Sobolev spaces are not the be-all-end-all function spaces for PDE's, though you might get that impression reading introductory graduate books such as Evans. Besov spaces are more general and quite nice, and force you to think about how and why certain function spaces are constructed by controlling basic building blocks to provide constraints on oscillation, integrability, and multiscale structure. A nice "philosophical" article on the subject of function spaces broadly is Terry Tao's post here. Triebel's book (mainly about Besov spaces), "Theory of Function Spaces II", is great! There is a deep connection between Besov spaces and wavelets, so DeVore's very readable article on wavelets is useful.

  • $\begingroup$ Actually, Springer has recently made the Brezzi & Fortin book available again (as print on demand). You might want to hold out, though, as there is apparently an updated version coming out in May. $\endgroup$ Mar 24, 2013 at 10:01

In addition to Jed's great recommendations (I can personally vouch for Brenner+Scott as a great intro finite elements book), an excellent book for the numerical solution of ODEs is Butcher:


That was my bible for a good while, until my university library had it recalled.
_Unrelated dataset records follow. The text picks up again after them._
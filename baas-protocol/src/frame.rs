//! Binary frame format.
//!
//! Frame layout (18 bytes header + optional header extension + payload):
//!
//! ```text
//! +--------+---------+--------+------------+-------------+--------+
//! | magic  | version | flags  | header_len | payload_len | crc32c |
//! | 4 bytes| 2 bytes |2 bytes |  2 bytes   |   4 bytes   | 4 bytes|
//! +--------+---------+--------+------------+-------------+--------+
//! | [header_ext] | payload                                        |
//! | header_len   | payload_len bytes                              |
//! +--------------+------------------------------------------------+
//! ```
//!
//! All integers are big-endian. The payload carries one JSON-encoded
//! request or response.

use crate::error::ProtocolError;
use crate::MAX_PAYLOAD_SIZE;
use bytes::{Buf, BufMut, Bytes, BytesMut};

/// Magic bytes identifying baas frames.
pub const MAGIC: [u8; 4] = *b"BAAS";

/// Size of the fixed frame header in bytes (4+2+2+2+4+4 = 18).
pub const FRAME_HEADER_SIZE: usize = 18;

/// Frame flags bitfield.
#[derive(Debug, Clone, Copy, Default, PartialEq, Eq)]
pub struct FrameFlags(u16);

impl FrameFlags {
    /// CRC32C checksum is present and valid.
    pub const CRC_PRESENT: u16 = 1 << 0;

    const VALID_V1_MASK: u16 = Self::CRC_PRESENT;

    pub fn new() -> Self {
        Self(0)
    }

    pub fn with_crc(mut self) -> Self {
        self.0 |= Self::CRC_PRESENT;
        self
    }

    pub fn has_crc(&self) -> bool {
        self.0 & Self::CRC_PRESENT != 0
    }

    pub fn bits(&self) -> u16 {
        self.0
    }

    pub fn from_bits(bits: u16) -> Result<Self, ProtocolError> {
        if bits & !Self::VALID_V1_MASK != 0 {
            return Err(ProtocolError::InvalidFlags(bits));
        }
        Ok(Self(bits))
    }
}

/// A parsed frame.
#[derive(Debug, Clone)]
pub struct Frame {
    pub version: u16,
    pub flags: FrameFlags,
    /// Optional header extension (reserved).
    pub header_extension: Bytes,
    /// Frame payload (JSON data).
    pub payload: Bytes,
}

impl Frame {
    /// Creates a new CRC-protected frame with the given payload.
    pub fn new(payload: Bytes) -> Self {
        Self {
            version: crate::PROTOCOL_VERSION,
            flags: FrameFlags::new().with_crc(),
            header_extension: Bytes::new(),
            payload,
        }
    }

    /// Creates a new frame from a JSON-serializable value.
    pub fn from_json<T: serde::Serialize>(value: &T) -> Result<Self, ProtocolError> {
        let payload = serde_json::to_vec(value)?;
        Ok(Self::new(Bytes::from(payload)))
    }

    /// Encodes the frame into bytes.
    pub fn encode(&self) -> Result<BytesMut, ProtocolError> {
        let payload_len = self.payload.len() as u32;
        if payload_len > MAX_PAYLOAD_SIZE {
            return Err(ProtocolError::FrameTooLarge {
                size: payload_len,
                max: MAX_PAYLOAD_SIZE,
            });
        }

        let header_len = self.header_extension.len() as u16;
        let total_size = FRAME_HEADER_SIZE + header_len as usize + self.payload.len();
        let mut buf = BytesMut::with_capacity(total_size);

        buf.put_slice(&MAGIC);
        buf.put_u16(self.version);
        buf.put_u16(self.flags.bits());
        buf.put_u16(header_len);
        buf.put_u32(payload_len);

        let crc = if self.flags.has_crc() {
            crc32c::crc32c(&self.payload)
        } else {
            0
        };
        buf.put_u32(crc);

        if !self.header_extension.is_empty() {
            buf.put_slice(&self.header_extension);
        }
        buf.put_slice(&self.payload);

        Ok(buf)
    }

    /// Decodes a frame from the front of `buf`.
    ///
    /// Returns `Ok(Some(frame))` if a complete frame was decoded and consumed,
    /// `Ok(None)` if more data is needed (nothing is consumed), or `Err` on
    /// protocol errors.
    pub fn decode(buf: &mut BytesMut) -> Result<Option<Self>, ProtocolError> {
        if buf.len() < FRAME_HEADER_SIZE {
            return Ok(None);
        }

        let magic = [buf[0], buf[1], buf[2], buf[3]];
        if magic != MAGIC {
            return Err(ProtocolError::InvalidMagic(magic));
        }

        let version = u16::from_be_bytes([buf[4], buf[5]]);
        if version != crate::PROTOCOL_VERSION {
            return Err(ProtocolError::UnsupportedVersion(version));
        }

        let flags = FrameFlags::from_bits(u16::from_be_bytes([buf[6], buf[7]]))?;

        let header_len = u16::from_be_bytes([buf[8], buf[9]]) as usize;
        let payload_len = u32::from_be_bytes([buf[10], buf[11], buf[12], buf[13]]) as usize;

        if payload_len > MAX_PAYLOAD_SIZE as usize {
            return Err(ProtocolError::FrameTooLarge {
                size: payload_len as u32,
                max: MAX_PAYLOAD_SIZE,
            });
        }

        let crc_expected = u32::from_be_bytes([buf[14], buf[15], buf[16], buf[17]]);

        let total_len = FRAME_HEADER_SIZE + header_len + payload_len;
        if buf.len() < total_len {
            return Ok(None);
        }

        buf.advance(FRAME_HEADER_SIZE);
        let header_extension = buf.split_to(header_len).freeze();
        let payload = buf.split_to(payload_len).freeze();

        if flags.has_crc() {
            let crc_actual = crc32c::crc32c(&payload);
            if crc_actual != crc_expected {
                return Err(ProtocolError::CrcMismatch {
                    expected: crc_expected,
                    actual: crc_actual,
                });
            }
        }

        Ok(Some(Self {
            version,
            flags,
            header_extension,
            payload,
        }))
    }

    /// Returns how many more bytes the partial frame at the front of `buf`
    /// needs before it can be decoded.
    ///
    /// Only meaningful after [`Frame::decode`] returned `Ok(None)`.
    pub fn missing_bytes(buf: &[u8]) -> usize {
        if buf.len() < FRAME_HEADER_SIZE {
            return FRAME_HEADER_SIZE - buf.len();
        }
        let header_len = u16::from_be_bytes([buf[8], buf[9]]) as usize;
        let payload_len = u32::from_be_bytes([buf[10], buf[11], buf[12], buf[13]]) as usize;
        (FRAME_HEADER_SIZE + header_len + payload_len).saturating_sub(buf.len())
    }
}

#[cfg(test)]
mod tests {
    use super::*;

    #[test]
    fn test_frame_roundtrip() {
        let payload = Bytes::from(r#"{"id":"1","operation":"HASH","password":"x"}"#);
        let frame = Frame::new(payload.clone());

        let mut buf = frame.encode().unwrap();
        let decoded = Frame::decode(&mut buf).unwrap().unwrap();

        assert_eq!(decoded.version, crate::PROTOCOL_VERSION);
        assert!(decoded.flags.has_crc());
        assert_eq!(decoded.payload, payload);
        assert!(buf.is_empty());
    }

    #[test]
    fn test_crc_validation() {
        let frame = Frame::new(Bytes::from(r#"{"test":"data"}"#));
        let mut encoded = frame.encode().unwrap();

        let len = encoded.len();
        encoded[len - 1] ^= 0xFF;

        let result = Frame::decode(&mut encoded);
        assert!(matches!(result, Err(ProtocolError::CrcMismatch { .. })));
    }

    #[test]
    fn test_invalid_magic() {
        let mut buf =
            BytesMut::from(&b"RCPX\x00\x01\x00\x00\x00\x00\x00\x00\x00\x00\x00\x00\x00\x00"[..]);
        let result = Frame::decode(&mut buf);
        assert!(matches!(result, Err(ProtocolError::InvalidMagic(_))));
    }

    #[test]
    fn test_incomplete_header() {
        let mut buf = BytesMut::from(&b"BAAS\x00\x01\x00\x01"[..]);
        assert!(Frame::decode(&mut buf).unwrap().is_none());
        // Nothing consumed while waiting for more data
        assert_eq!(buf.len(), 8);
        assert_eq!(Frame::missing_bytes(&buf), FRAME_HEADER_SIZE - 8);
    }

    #[test]
    fn test_incomplete_payload() {
        let frame = Frame::new(Bytes::from(r#"{"id":"abc"}"#));
        let encoded = frame.encode().unwrap();

        let mut partial = BytesMut::from(&encoded[..encoded.len() - 3]);
        assert!(Frame::decode(&mut partial).unwrap().is_none());
        assert_eq!(Frame::missing_bytes(&partial), 3);
    }

    #[test]
    fn test_unsupported_version() {
        let mut buf =
            BytesMut::from(&b"BAAS\x00\x63\x00\x00\x00\x00\x00\x00\x00\x00\x00\x00\x00\x00"[..]);
        let result = Frame::decode(&mut buf);
        assert!(matches!(result, Err(ProtocolError::UnsupportedVersion(99))));
    }

    #[test]
    fn test_invalid_flags() {
        let result = FrameFlags::from_bits(0x0100);
        assert!(matches!(result, Err(ProtocolError::InvalidFlags(0x0100))));

        // Nothing compresses payloads, so that bit is not accepted either.
        let mut buf = Frame::new(Bytes::from_static(b"{}")).encode().unwrap();
        buf[7] |= 0x02;
        assert!(matches!(
            Frame::decode(&mut buf),
            Err(ProtocolError::InvalidFlags(0x0003))
        ));
    }

    #[test]
    fn test_oversized_length_rejected_before_buffering() {
        // Header announces a payload above the limit; rejected without waiting for it.
        let mut buf = BytesMut::new();
        buf.put_slice(&MAGIC);
        buf.put_u16(crate::PROTOCOL_VERSION);
        buf.put_u16(FrameFlags::CRC_PRESENT);
        buf.put_u16(0);
        buf.put_u32(MAX_PAYLOAD_SIZE + 1);
        buf.put_u32(0);

        let result = Frame::decode(&mut buf);
        assert!(matches!(result, Err(ProtocolError::FrameTooLarge { .. })));
    }

    #[test]
    fn test_frame_too_large() {
        let huge_payload = vec![0u8; (MAX_PAYLOAD_SIZE + 1) as usize];
        let frame = Frame::new(Bytes::from(huge_payload));
        assert!(matches!(
            frame.encode(),
            Err(ProtocolError::FrameTooLarge { .. })
        ));
    }

    #[test]
    fn test_frame_without_crc() {
        let mut frame = Frame::new(Bytes::from(r#"{"test":true}"#));
        frame.flags = FrameFlags::new();

        let mut buf = frame.encode().unwrap();
        let decoded = Frame::decode(&mut buf).unwrap().unwrap();

        assert!(!decoded.flags.has_crc());
    }

    #[test]
    fn test_frame_with_header_extension() {
        let mut frame = Frame::new(Bytes::from(r#"{"test":true}"#));
        frame.header_extension = Bytes::from(&b"ext_data"[..]);

        let mut buf = frame.encode().unwrap();
        let decoded = Frame::decode(&mut buf).unwrap().unwrap();

        assert_eq!(decoded.header_extension.as_ref(), b"ext_data");
    }

    #[test]
    fn test_multiple_frames_in_buffer() {
        let frame1 = Frame::new(Bytes::from(r#"{"id":"1"}"#));
        let frame2 = Frame::new(Bytes::from(r#"{"id":"2"}"#));

        let mut buf = BytesMut::new();
        buf.extend_from_slice(&frame1.encode().unwrap());
        buf.extend_from_slice(&frame2.encode().unwrap());

        let decoded1 = Frame::decode(&mut buf).unwrap().unwrap();
        assert_eq!(decoded1.payload.as_ref(), br#"{"id":"1"}"#);

        let decoded2 = Frame::decode(&mut buf).unwrap().unwrap();
        assert_eq!(decoded2.payload.as_ref(), br#"{"id":"2"}"#);
    }
}
// src/error.rs

//! Unified error handling for the catalog tracker.

use std::fmt;

use thiserror::Error;

/// Result type alias for tracker operations.
pub type Result<T> = std::result::Result<T, AppError>;

/// Unified application error type.
#[derive(Error, Debug)]
pub enum AppError {
    /// I/O operation failed
    #[error("I/O error: {0}")]
    Io(#[from] std::io::Error),

    /// HTTP request failed
    #[error("HTTP error: {0}")]
    Http(#[from] reqwest::Error),

    /// JSON serialization/deserialization failed
    #[error("JSON error: {0}")]
    Json(#[from] serde_json::Error),

    /// TOML parsing failed
    #[error("TOML parse error: {0}")]
    Toml(#[from] toml::de::Error),

    /// URL parsing failed
    #[error("URL parse error: {0}")]
    Url(#[from] url::ParseError),

    /// Property list could not be read at all
    #[error("Property list error: {0}")]
    Plist(#[from] plist::Error),

    /// Catalog structure does not match the recognized schema
    #[error("Schema violation in {context}: {message}")]
    Schema { context: String, message: String },

    /// Configuration error
    #[error("Configuration error: {0}")]
    Config(String),

    /// Data validation error
    #[error("Validation error: {0}")]
    Validation(String),

    /// Listing published identifiers failed
    #[error("Known-set resolution failed for {repo}: {message}")]
    KnownSet { repo: String, message: String },

    /// A git command exited unsuccessfully
    #[error("git {command} failed: {message}")]
    Git { command: String, message: String },

    /// One or more records could not be published
    #[error("Failed to publish {} record(s): {}", failed.len(), failed.join(", "))]
    Publish { failed: Vec<String> },
}

impl AppError {
    /// Create a schema violation error.
    pub fn schema(context: impl Into<String>, message: impl fmt::Display) -> Self {
        Self::Schema {
            context: context.into(),
            message: message.to_string(),
        }
    }

    /// Create a configuration error.
    pub fn config(message: impl Into<String>) -> Self {
        Self::Config(message.into())
    }

    /// Create a validation error.
    pub fn validation(message: impl Into<String>) -> Self {
        Self::Validation(message.into())
    }

    /// Create a known-set resolution error.
    pub fn known_set(repo: impl Into<String>, message: impl fmt::Display) -> Self {
        Self::KnownSet {
            repo: repo.into(),
            message: message.to_string(),
        }
    }

    /// Create a git command error.
    pub fn git(command: impl Into<String>, message: impl fmt::Display) -> Self {
        Self::Git {
            command: command.into(),
            message: message.to_string(),
        }
    }

    /// Whether this error is a schema violation.
    pub fn is_schema(&self) -> bool {
        matches!(self, Self::Schema { .. })
    }
}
Also you might find Ern+Guermond to be a valuable book, if you already are comfortable with the delicate mathematics


Having read a few papers from Ern+Guermond I can say they definitely lean towards heavy formalism. The chapters are more or less self contained modulo some notation that you might have to flip around to get the definition of.
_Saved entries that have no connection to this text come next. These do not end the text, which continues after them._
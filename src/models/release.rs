//! Release records and their stable identifiers.

use std::fmt;
use std::sync::LazyLock;

use regex::Regex;
use serde::{Deserialize, Serialize};

use crate::error::{AppError, Result};

/// Length of every release identifier.
pub const IDENTIFIER_LEN: usize = 34;

static DOWNLOAD_PATH: LazyLock<Regex> = LazyLock::new(|| {
    Regex::new(r"/content/downloads/\d{2}/\d{2}/[^/]*?/([0-9a-z]{34})/")
        .expect("download path pattern is valid")
});

/// Platform family a release belongs to.
#[derive(Debug, Clone, Copy, PartialEq, Eq, Hash, PartialOrd, Ord, Serialize, Deserialize)]
pub enum Platform {
    #[serde(rename = "macOS")]
    MacOS,
    #[serde(rename = "bridgeOS")]
    BridgeOS,
}

impl Platform {
    pub const ALL: [Platform; 2] = [Platform::MacOS, Platform::BridgeOS];

    pub fn as_str(&self) -> &'static str {
        match self {
            Platform::MacOS => "macOS",
            Platform::BridgeOS => "bridgeOS",
        }
    }
}

impl fmt::Display for Platform {
    fn fmt(&self, f: &mut fmt::Formatter<'_>) -> fmt::Result {
        f.write_str(self.as_str())
    }
}

/// Stable content identifier of a release.
///
/// Always [`IDENTIFIER_LEN`] characters of `[0-9a-z]`. Doubles as the
/// branch name in the record store, so it is the dedup key across every
/// catalog and every run.
#[derive(Debug, Clone, PartialEq, Eq, Hash, PartialOrd, Ord, Serialize, Deserialize)]
#[serde(try_from = "String", into = "String")]
pub struct Identifier(String);

impl Identifier {
    /// Validate a bare identifier token.
    pub fn parse(token: &str) -> Result<Self> {
        let well_formed = token.len() == IDENTIFIER_LEN
            && token
                .bytes()
                .all(|b| b.is_ascii_digit() || b.is_ascii_lowercase());
        if !well_formed {
            return Err(AppError::validation(format!(
                "'{token}' is not a {IDENTIFIER_LEN}-character lowercase alphanumeric identifier"
            )));
        }
        Ok(Self(token.to_string()))
    }

    /// Extract the identifier embedded in a distribution URL.
    ///
    /// # Examples
    /// ```
    /// use sucatalog::models::Identifier;
    ///
    /// let url = "https://swcdn.apple.com/content/downloads/11/22/041-12345/abcdefghijklmnopqrstuvwxyz01234567/English.dist";
    /// let id = Identifier::from_distribution_url(url).unwrap();
    /// assert_eq!(id.as_str(), "abcdefghijklmnopqrstuvwxyz01234567");
    /// ```
    pub fn from_distribution_url(url: &str) -> Result<Self> {
        DOWNLOAD_PATH
            .captures(url)
            .and_then(|caps| caps.get(1))
            .map(|m| Self(m.as_str().to_string()))
            .ok_or_else(|| {
                AppError::schema(
                    "distribution URL",
                    format!("no release identifier in '{url}'"),
                )
            })
    }

    pub fn as_str(&self) -> &str {
        &self.0
    }
}

impl fmt::Display for Identifier {
    fn fmt(&self, f: &mut fmt::Formatter<'_>) -> fmt::Result {
        f.write_str(&self.0)
    }
}

impl TryFrom<String> for Identifier {
    type Error = AppError;

    fn try_from(value: String) -> Result<Self> {
        Self::parse(&value)
    }
}

impl From<Identifier> for String {
    fn from(id: Identifier) -> Self {
        id.0
    }
}

/// A release extracted from a catalog, ready to be published.
///
/// Serializes to the branch document: the identifier and platform are not
/// part of it (the identifier is the branch name, the platform picks the
/// store).
#[derive(Debug, Clone, PartialEq, Serialize)]
#[serde(rename_all = "PascalCase")]
pub struct ReleaseRecord {
    #[serde(skip)]
    pub identifier: Identifier,

    #[serde(skip)]
    pub platform: Platform,

    /// bridgeOS predicate ordering, absent for macOS
    #[serde(skip_serializing_if = "Option::is_none")]
    pub version: Option<String>,

    /// ISO-8601 UTC timestamp with a trailing `Z`
    pub post_date: String,

    #[serde(rename = "DistributionURL")]
    pub distribution_url: String,

    /// Installer packages, passed through as found in the catalog
    pub packages: serde_json::Value,
}

impl ReleaseRecord {
    /// Render the branch document.
    pub fn to_document(&self) -> Result<String> {
        Ok(serde_json::to_string_pretty(self)?)
    }
}
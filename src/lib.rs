// src/lib.rs

//! Software update catalog tracker library

pub mod config;
pub mod error;
pub mod models;
pub mod pipeline;
pub mod services;
pub mod storage;
pub mod utils;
  • $\begingroup$ Thanks for your suggestions. The book by Ern & Guermond has the sort of flavor I'm oriented towards, being a mathematician. $\endgroup$ Mar 23, 2013 at 10:26
  • $\begingroup$ In this case you might also be interested in DiPietro' and Ern's book on discontinuous Galerkin methods. $\endgroup$ Mar 24, 2013 at 9:57

For PDEs, a book with a similar functional-analytic flavor as Ern and Guermond is D. Braess, Finite Elements, Cambridge University Press, 2007. Being a textbook rather than a research monograph, it is more accessible, although less comprehensive. On the other hand, it also discusses applications (mainly in elasticity).

Regarding ODEs, I believe the bible is still the three-volume work by Hairer and Wanner (Solving ODEs I, Solving ODEs II and Geometric Numerical Integration).

Finally, don't overlook the many excellent lecture notes available on the internet.